Stored items:
============
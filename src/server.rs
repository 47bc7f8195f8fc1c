//! Unix domain socket transport for the device channel.
//!
//! Every connection is one open handle with its own read position. Requests
//! are newline-delimited:
//!
//! - a non-empty line is written to the device; the reply is `OK <n>` or
//!   `ERR <errno> <NAME>`;
//! - an empty line reads the device; the reply is `DATA <len>` followed by
//!   exactly `<len>` bytes of snapshot.

use std::future::Future;
use std::path::Path;

use anyhow::Context;
use tokio::io::{AsyncBufReadExt, AsyncReadExt, AsyncWrite, AsyncWriteExt, BufReader};
use tokio::net::{UnixListener, UnixStream};
use tracing::{debug, info, warn};

use crate::device::{Device, DeviceHandle};

/// Bytes a single connection may send before it is cut off.
const MAX_CONNECTION_BYTES: u64 = 1024 * 1024;

/// Bind `socket_path`, replacing a stale socket file.
///
/// # Errors
///
/// Returns an error if the parent directory cannot be created, a stale
/// file cannot be removed, or the bind fails.
pub fn bind(socket_path: &Path) -> anyhow::Result<UnixListener> {
    if let Some(parent) = socket_path.parent() {
        std::fs::create_dir_all(parent)
            .with_context(|| format!("failed to create socket dir {}", parent.display()))?;
    }

    match std::fs::remove_file(socket_path) {
        Ok(()) => debug!(path = %socket_path.display(), "removed stale socket"),
        Err(e) if e.kind() == std::io::ErrorKind::NotFound => {}
        Err(e) => {
            return Err(e).with_context(|| {
                format!("failed to remove stale socket {}", socket_path.display())
            })
        }
    }

    UnixListener::bind(socket_path)
        .with_context(|| format!("failed to bind unix socket at {}", socket_path.display()))
}

/// Accept connections until `shutdown` resolves.
///
/// Each connection runs in its own task. The socket file is not removed;
/// callers own its path.
///
/// # Errors
///
/// Currently infallible; accept errors are logged and skipped.
pub async fn serve(
    listener: UnixListener,
    device: Device,
    read_buffer_size: usize,
    shutdown: impl Future<Output = ()>,
) -> anyhow::Result<()> {
    tokio::pin!(shutdown);
    info!(read_buffer_size, "device socket server started");

    loop {
        tokio::select! {
            accepted = listener.accept() => {
                match accepted {
                    Ok((stream, _addr)) => {
                        let handle = device.open();
                        tokio::spawn(async move {
                            if let Err(e) = handle_connection(stream, handle, read_buffer_size).await {
                                debug!(error = %e, "device connection ended");
                            }
                        });
                    }
                    Err(e) => warn!(error = %e, "unix socket accept error"),
                }
            }
            () = &mut shutdown => {
                info!("device socket server shutting down");
                break;
            }
        }
    }

    Ok(())
}

async fn handle_connection(
    stream: UnixStream,
    mut handle: DeviceHandle,
    read_buffer_size: usize,
) -> std::io::Result<()> {
    let (reader, mut writer) = stream.into_split();
    let mut reader = BufReader::new(reader.take(MAX_CONNECTION_BYTES));
    let mut line = Vec::new();

    loop {
        line.clear();
        if reader.read_until(b'\n', &mut line).await? == 0 {
            break;
        }
        // Bytes go to the device undecoded; it reports bad input as EFAULT.
        let request = line.strip_suffix(b"\n").unwrap_or(line.as_slice());
        let request = request.strip_suffix(b"\r").unwrap_or(request);
        if request.is_empty() {
            reply_read(&mut writer, &mut handle, read_buffer_size).await?;
            continue;
        }

        let reply = match handle.write(request) {
            Ok(accepted) => format!("OK {accepted}\n"),
            Err(errno) => format!("ERR {} {}\n", errno.code(), errno.name()),
        };
        writer.write_all(reply.as_bytes()).await?;
        writer.flush().await?;
    }

    Ok(())
}

async fn reply_read<W: AsyncWrite + Unpin>(
    writer: &mut W,
    handle: &mut DeviceHandle,
    read_buffer_size: usize,
) -> std::io::Result<()> {
    let mut buf = vec![0_u8; read_buffer_size];
    match handle.read(&mut buf) {
        Ok(n) => {
            let body = buf.get(..n).unwrap_or_default();
            writer.write_all(format!("DATA {n}\n").as_bytes()).await?;
            writer.write_all(body).await?;
        }
        Err(errno) => {
            let reply = format!("ERR {} {}\n", errno.code(), errno.name());
            writer.write_all(reply.as_bytes()).await?;
        }
    }
    writer.flush().await
}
============
What this task involves | Could you repeat every record above exactly as it is written?

Expected answer |
filename src/server.rs
repository 47bc7f8195f8fc1c
//! Unix domain socket transport for the device channel.
//!
//! Every connection is one open handle with its own read position. Requests
//! are newline-delimited:
//!
//! - a non-empty line is written to the device; the reply is `OK <n>` or
//!   `ERR <errno> <NAME>`;
//! - an empty line reads the device; the reply is `DATA <len>` followed by
//!   exactly `<len>` bytes of snapshot.

use std::future::Future;
use std::path::Path;

use anyhow::Context;
use tokio::io::{AsyncBufReadExt, AsyncReadExt, AsyncWrite, AsyncWriteExt, BufReader};
use tokio::net::{UnixListener, UnixStream};
use tracing::{debug, info, warn};

use crate::device::{Device, DeviceHandle};

/// Bytes a single connection may send before it is cut off.
const MAX_CONNECTION_BYTES: u64 = 1024 * 1024;

/// Bind `socket_path`, replacing a stale socket file.
///
/// # Errors
///
/// Returns an error if the parent directory cannot be created, a stale
/// file cannot be removed, or the bind fails.
pub fn bind(socket_path: &Path) -> anyhow::Result<UnixListener> {
    if let Some(parent) = socket_path.parent() {
        std::fs::create_dir_all(parent)
            .with_context(|| format!("failed to create socket dir {}", parent.display()))?;
    }

    match std::fs::remove_file(socket_path) {
        Ok(()) => debug!(path = %socket_path.display(), "removed stale socket"),
        Err(e) if e.kind() == std::io::ErrorKind::NotFound => {}
        Err(e) => {
            return Err(e).with_context(|| {
                format!("failed to remove stale socket {}", socket_path.display())
            })
        }
    }

    UnixListener::bind(socket_path)
        .with_context(|| format!("failed to bind unix socket at {}", socket_path.display()))
}

/// Accept connections until `shutdown` resolves.
///
/// Each connection runs in its own task. The socket file is not removed;
/// callers own its path.
///
/// # Errors
///
/// Currently infallible; accept errors are logged and skipped.
pub async fn serve(
    listener: UnixListener,
    device: Device,
    read_buffer_size: usize,
    shutdown: impl Future<Output = ()>,
) -> anyhow::Result<()> {
    tokio::pin!(shutdown);
    info!(read_buffer_size, "device socket server started");

    loop {
        tokio::select! {
            accepted = listener.accept() => {
                match accepted {
                    Ok((stream, _addr)) => {
                        let handle = device.open();
                        tokio::spawn(async move {
                            if let Err(e) = handle_connection(stream, handle, read_buffer_size).await {
                                debug!(error = %e, "device connection ended");
                            }
                        });
                    }
                    Err(e) => warn!(error = %e, "unix socket accept error"),
                }
            }
            () = &mut shutdown => {
                info!("device socket server shutting down");
                break;
            }
        }
    }

    Ok(())
}

async fn handle_connection(
    stream: UnixStream,
    mut handle: DeviceHandle,
    read_buffer_size: usize,
) -> std::io::Result<()> {
    let (reader, mut writer) = stream.into_split();
    let mut reader = BufReader::new(reader.take(MAX_CONNECTION_BYTES));
    let mut line = Vec::new();

    loop {
        line.clear();
        if reader.read_until(b'\n', &mut line).await? == 0 {
            break;
        }
        // Bytes go to the device undecoded; it reports bad input as EFAULT.
        let request = line.strip_suffix(b"\n").unwrap_or(line.as_slice());
        let request = request.strip_suffix(b"\r").unwrap_or(request);
        if request.is_empty() {
            reply_read(&mut writer, &mut handle, read_buffer_size).await?;
            continue;
        }

        let reply = match handle.write(request) {
            Ok(accepted) => format!("OK {accepted}\n"),
            Err(errno) => format!("ERR {} {}\n", errno.code(), errno.name()),
        };
        writer.write_all(reply.as_bytes()).await?;
        writer.flush().await?;
    }

    Ok(())
}

async fn reply_read<W: AsyncWrite + Unpin>(
    writer: &mut W,
    handle: &mut DeviceHandle,
    read_buffer_size: usize,
) -> std::io::Result<()> {
    let mut buf = vec![0_u8; read_buffer_size];
    match handle.read(&mut buf) {
        Ok(n) => {
            let body = buf.get(..n).unwrap_or_default();
            writer.write_all(format!("DATA {n}\n").as_bytes()).await?;
            writer.write_all(body).await?;
        }
        Err(errno) => {
            let reply = format!("ERR {} {}\n", errno.code(), errno.name());
            writer.write_all(reply.as_bytes()).await?;
        }
    }
    writer.flush().await
}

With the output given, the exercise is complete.